Unbeatable Brown: Supreme Court Tosses Latest 'Da Vinci' Rip-Off Claim
Monday, November 13 2006
Lewis Perdue, author of 2000's Daughter of God, claimed that parts of The Da Vinci Code were copied from his book. In response, Random House, Brown's publisher, filed a lawsuit seeking "declaratory judgment that [Brown's] work does not infringe on Perdue's," according to the Associated Press. Perdue subsequently filed a countersuit, in which he asked for $150 million in damages.
That's what got thrown out yesterday; Purdue was quick to point out that he didn't fire the first volley?at least, the first legal one?in this exchange. "Random House filed suit to silence the facts I was posting on the web.
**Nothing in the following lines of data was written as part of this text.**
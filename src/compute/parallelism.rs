//! Process-wide parallelism limit.
//!
//! # Responsibilities
//! - Hold the "maximum simultaneous CPU-bound jobs" setting
//! - Report the processor counts visible to the process
//! - Time-share CPU slots between jobs so at most `current()` run at once
//!
//! # Design Decisions
//! - The setting is a single `AtomicUsize`; get-and-swap is one atomic step
//! - Values <= 1 passed to `set` leave the setting untouched
//! - Slots are permits of a FIFO `Semaphore`; jobs run one slice per permit
//!   and requeue, so short jobs get a turn while long ones are running
//! - Shrinking below the number of held permits records a debt that is paid
//!   by forgetting permits as they come back

use std::num::NonZeroUsize;
use std::sync::atomic::{AtomicUsize, Ordering};
use std::sync::{Arc, Mutex, MutexGuard};

use thiserror::Error;
use tokio::sync::{AcquireError, OwnedSemaphorePermit, Semaphore};
use tokio::task::JoinError;

/// Processors available to this process after affinity and CPU quotas.
///
/// This is the default for the setting.
pub fn available_cpus() -> usize {
    std::thread::available_parallelism()
        .map(NonZeroUsize::get)
        .unwrap_or(1)
}

/// Logical processors this process may be scheduled on, ignoring CPU quotas.
#[cfg(target_os = "linux")]
pub fn logical_cpus() -> usize {
    // SAFETY: `cpu_set_t` is plain data, zeroed is a valid empty set, and the
    // size passed matches the buffer.
    let count = unsafe {
        let mut set: libc::cpu_set_t = std::mem::zeroed();
        if libc::sched_getaffinity(0, std::mem::size_of::<libc::cpu_set_t>(), &mut set) == 0 {
            libc::CPU_COUNT(&set)
        } else {
            0
        }
    };
    if count > 0 {
        count as usize
    } else {
        available_cpus()
    }
}

/// Logical processors this process may be scheduled on.
#[cfg(not(target_os = "linux"))]
pub fn logical_cpus() -> usize {
    available_cpus()
}

/// Error running a job behind the gate.
#[derive(Debug, Error)]
pub enum ComputeError {
    #[error("CPU slots closed: {0}")]
    Closed(#[from] AcquireError),

    #[error("compute task failed: {0}")]
    Task(#[from] JoinError),
}

/// Work that runs in bounded slices and can be resumed between them.
pub trait Sliced: Send + 'static {
    type Output: Send + 'static;

    /// Do one slice of work. `Some` once the job is complete.
    fn step(&mut self) -> Option<Self::Output>;
}

/// Outcome of a [`Parallelism::set`] call.
#[derive(Debug, Clone, Copy, PartialEq, Eq)]
pub struct LimitChange {
    /// Setting in effect after the call.
    pub current: usize,
    /// Setting in effect before the call.
    pub previous: usize,
}

/// Shared parallelism setting and CPU slot pool.
#[derive(Debug)]
pub struct Parallelism {
    /// Maximum number of CPU-bound jobs allowed to run at once.
    limit: AtomicUsize,
    /// Logical processors visible at startup.
    available: usize,
    /// Jobs currently holding a slot.
    running: AtomicUsize,
    /// One permit per free slot.
    slots: Arc<Semaphore>,
    /// Permits still to be retired after the limit was lowered.
    debt: Mutex<usize>,
}

impl Parallelism {
    /// Create a setting initialized to `limit`, clamped to `1..=Semaphore::MAX_PERMITS`.
    pub fn new(limit: usize, available: usize) -> Self {
        let limit = limit.clamp(1, Semaphore::MAX_PERMITS);
        Self {
            limit: AtomicUsize::new(limit),
            available: available.max(1),
            running: AtomicUsize::new(0),
            slots: Arc::new(Semaphore::new(limit)),
            debt: Mutex::new(0),
        }
    }

    /// Default the setting to the quota-adjusted processor count and report
    /// the logical processor count as available.
    pub fn from_system() -> Self {
        Self::new(available_cpus(), logical_cpus())
    }

    /// Current setting.
    pub fn current(&self) -> usize {
        self.limit.load(Ordering::SeqCst)
    }

    /// Logical processors available to the process.
    pub fn available(&self) -> usize {
        self.available
    }

    /// Number of jobs holding a slot right now.
    pub fn running(&self) -> usize {
        self.running.load(Ordering::SeqCst)
    }

    fn debt(&self) -> MutexGuard<'_, usize> {
        self.debt.lock().unwrap_or_else(|poisoned| poisoned.into_inner())
    }

    /// Replace the setting with `requested` and report the previous value.
    ///
    /// `requested <= 1` is a query: the setting is left as is and both
    /// fields of the result carry the current value. Values above
    /// `Semaphore::MAX_PERMITS` are clamped.
    pub fn set(&self, requested: i64) -> LimitChange {
        if requested <= 1 {
            let current = self.current();
            return LimitChange {
                current,
                previous: current,
            };
        }

        let requested = usize::try_from(requested)
            .unwrap_or(usize::MAX)
            .min(Semaphore::MAX_PERMITS);

        let mut debt = self.debt();
        let previous = self.limit.swap(requested, Ordering::SeqCst);
        if requested > previous {
            let grow = requested - previous;
            let repaid = grow.min(*debt);
            *debt -= repaid;
            if grow > repaid {
                self.slots.add_permits(grow - repaid);
            }
        } else if requested < previous {
            let shrink = previous - requested;
            let retired = self.slots.forget_permits(shrink);
            *debt += shrink - retired;
        }

        LimitChange {
            current: requested,
            previous,
        }
    }

    fn permit(self: &Arc<Self>, permit: OwnedSemaphorePermit) -> ComputePermit {
        self.running.fetch_add(1, Ordering::SeqCst);
        ComputePermit {
            permit: Some(permit),
            gate: Arc::clone(self),
        }
    }

    /// Claim a slot if one is free and nobody is queued ahead.
    pub fn try_acquire(self: &Arc<Self>) -> Option<ComputePermit> {
        let permit = Arc::clone(&self.slots).try_acquire_owned().ok()?;
        Some(self.permit(permit))
    }

    /// Wait in line for a slot.
    pub async fn acquire(self: &Arc<Self>) -> Result<ComputePermit, ComputeError> {
        let permit = Arc::clone(&self.slots).acquire_owned().await?;
        Ok(self.permit(permit))
    }

    /// Run `job` on the blocking pool, one slice per slot.
    ///
    /// After every slice the slot is returned and the job queues again, so
    /// other jobs interleave with it. Dropping the returned future stops the
    /// job after the slice in progress.
    pub async fn run<J: Sliced>(self: &Arc<Self>, mut job: J) -> Result<J::Output, ComputeError> {
        loop {
            let permit = self.acquire().await?;
            let (returned, output) = tokio::task::spawn_blocking(move || {
                let _permit = permit;
                let output = job.step();
                (job, output)
            })
            .await?;

            if let Some(output) = output {
                return Ok(output);
            }
            job = returned;
        }
    }
}

impl Default for Parallelism {
    fn default() -> Self {
        Self::from_system()
    }
}

/// A claimed CPU slot. Released on drop.
#[derive(Debug)]
pub struct ComputePermit {
    permit: Option<OwnedSemaphorePermit>,
    gate: Arc<Parallelism>,
}

impl Drop for ComputePermit {
    fn drop(&mut self) {
        self.gate.running.fetch_sub(1, Ordering::SeqCst);
        let Some(permit) = self.permit.take() else {
            return;
        };

        let mut debt = self.gate.debt();
        if *debt > 0 {
            *debt -= 1;
            permit.forget();
        } else {
            drop(permit);
        }
    }
}

#[cfg(test)]
mod tests {
    use super::*;
    use std::time::Duration;

    /// Counts down one unit per slice.
    struct Countdown {
        left: u32,
        slice_time: Duration,
    }

    impl Sliced for Countdown {
        type Output = ();

        fn step(&mut self) -> Option<()> {
            std::thread::sleep(self.slice_time);
            self.left = self.left.saturating_sub(1);
            (self.left == 0).then_some(())
        }
    }

    #[test]
    fn defaults_to_available_cpus() {
        let p = Parallelism::from_system();
        assert!(p.available() >= 1);
        assert_eq!(p.current(), available_cpus());
        assert!(logical_cpus() >= 1);
    }

    #[test]
    fn set_swaps_and_reports_previous() {
        let p = Parallelism::new(8, 8);
        let change = p.set(4);
        assert_eq!(change, LimitChange { current: 4, previous: 8 });
        assert_eq!(p.current(), 4);
    }

    #[test]
    fn set_at_or_below_one_is_a_query() {
        let p = Parallelism::new(3, 8);
        for requested in [1, 0, -5, i64::MIN] {
            let change = p.set(requested);
            assert_eq!(change, LimitChange { current: 3, previous: 3 });
            assert_eq!(p.current(), 3);
        }
    }

    #[test]
    fn huge_values_are_clamped() {
        let p = Parallelism::new(2, 2);
        let change = p.set(i64::MAX);
        assert_eq!(change.current, Semaphore::MAX_PERMITS);
        assert_eq!(p.current(), Semaphore::MAX_PERMITS);
    }

    #[test]
    fn permits_respect_limit() {
        let p = Arc::new(Parallelism::new(2, 2));
        let a = p.try_acquire().unwrap();
        let _b = p.try_acquire().unwrap();
        assert!(p.try_acquire().is_none());
        assert_eq!(p.running(), 2);

        drop(a);
        assert_eq!(p.running(), 1);
        assert!(p.try_acquire().is_some());
    }

    #[test]
    fn lowering_limit_retires_held_permits() {
        let p = Arc::new(Parallelism::new(4, 4));
        let a = p.try_acquire().unwrap();
        let b = p.try_acquire().unwrap();
        let c = p.try_acquire().unwrap();

        p.set(2);
        assert!(p.try_acquire().is_none());

        drop(a);
        assert!(p.try_acquire().is_none(), "returned slot pays the debt");
        drop(b);
        let d = p.try_acquire().unwrap();
        assert!(p.try_acquire().is_none());
        drop(c);
        drop(d);

        let _x = p.try_acquire().unwrap();
        let _y = p.try_acquire().unwrap();
        assert!(p.try_acquire().is_none());
    }

    #[test]
    fn raising_limit_repays_debt_first() {
        let p = Arc::new(Parallelism::new(4, 4));
        let held: Vec<_> = (0..4).map(|_| p.try_acquire().unwrap()).collect();

        p.set(2);
        p.set(3);
        drop(held);

        let _a = p.try_acquire().unwrap();
        let _b = p.try_acquire().unwrap();
        let _c = p.try_acquire().unwrap();
        assert!(p.try_acquire().is_none());
    }

    #[tokio::test]
    async fn raising_limit_wakes_waiter() {
        let p = Arc::new(Parallelism::new(2, 2));
        let _a = p.try_acquire().unwrap();
        let _b = p.try_acquire().unwrap();

        let waiter = {
            let p = Arc::clone(&p);
            tokio::spawn(async move {
                let _permit = p.acquire().await.unwrap();
            })
        };
        tokio::time::sleep(Duration::from_millis(50)).await;
        assert!(!waiter.is_finished());

        p.set(3);
        tokio::time::timeout(Duration::from_secs(1), waiter)
            .await
            .expect("waiter should be admitted after raising the limit")
            .unwrap();
    }

    #[tokio::test]
    async fn run_finishes_job_and_releases_slot() {
        let p = Arc::new(Parallelism::new(2, 2));
        let job = Countdown {
            left: 3,
            slice_time: Duration::ZERO,
        };
        p.run(job).await.unwrap();
        assert_eq!(p.running(), 0);
    }

    #[tokio::test]
    async fn short_job_gets_a_turn_while_limit_is_saturated() {
        let p = Arc::new(Parallelism::new(1, 1));

        let long = {
            let p = Arc::clone(&p);
            tokio::spawn(async move {
                let job = Countdown {
                    left: u32::MAX,
                    slice_time: Duration::from_millis(5),
                };
                p.run(job).await
            })
        };
        tokio::time::sleep(Duration::from_millis(50)).await;

        let short = Countdown {
            left: 1,
            slice_time: Duration::ZERO,
        };
        tokio::time::timeout(Duration::from_secs(3), p.run(short))
            .await
            .expect("short job should interleave with the long one")
            .unwrap();

        long.abort();
    }

    #[tokio::test]
    async fn run_never_exceeds_limit() {
        struct PeakTracker {
            gate: Arc<Parallelism>,
            peak: Arc<AtomicUsize>,
            left: u32,
        }

        impl Sliced for PeakTracker {
            type Output = ();

            fn step(&mut self) -> Option<()> {
                self.peak.fetch_max(self.gate.running(), Ordering::SeqCst);
                std::thread::sleep(Duration::from_millis(5));
                self.left -= 1;
                (self.left == 0).then_some(())
            }
        }

        let p = Arc::new(Parallelism::new(2, 2));
        let peak = Arc::new(AtomicUsize::new(0));

        let mut jobs = Vec::new();
        for _ in 0..6 {
            let p = Arc::clone(&p);
            let job = PeakTracker {
                gate: Arc::clone(&p),
                peak: Arc::clone(&peak),
                left: 3,
            };
            jobs.push(tokio::spawn(async move { p.run(job).await.unwrap() }));
        }
        for job in jobs {
            job.await.unwrap();
        }

        assert!(peak.load(Ordering::SeqCst) <= 2);
        assert_eq!(p.running(), 0);
    }
}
Random House sued me; not the other way around," Perdue wrote on his blog. "One part of me is a little disappointed, but overall I am relieved to have this part of things over."
Random House claimed that the books were not similar and that, therefore, Brown's bestseller did not in fact infringe on Daughter's copyright. According to Reuters, Random House and Brown's lawyers described Daughter as a " 'shoot-em-up' thriller involving Nazis and Russian mafia, where husband and wife protagonists battle an ultranationalist Russian leader and a megalomaniacal cardinal seeking to depose the pope."
The Da Vinci Code, which is based on the theory that Jesus and Mary Magdalene married and had children, involves a symbologist who must decipher clues about a secret society and Leonardo Da Vinci's artwork.
Perdue is not the first author to go against Random House and Brown in court. Earlier this year, Michael Baigent and Richard Leigh, the authors of Holy Blood, Holy Grail, unsuccessfully sued Brown and Random House in London's High Court.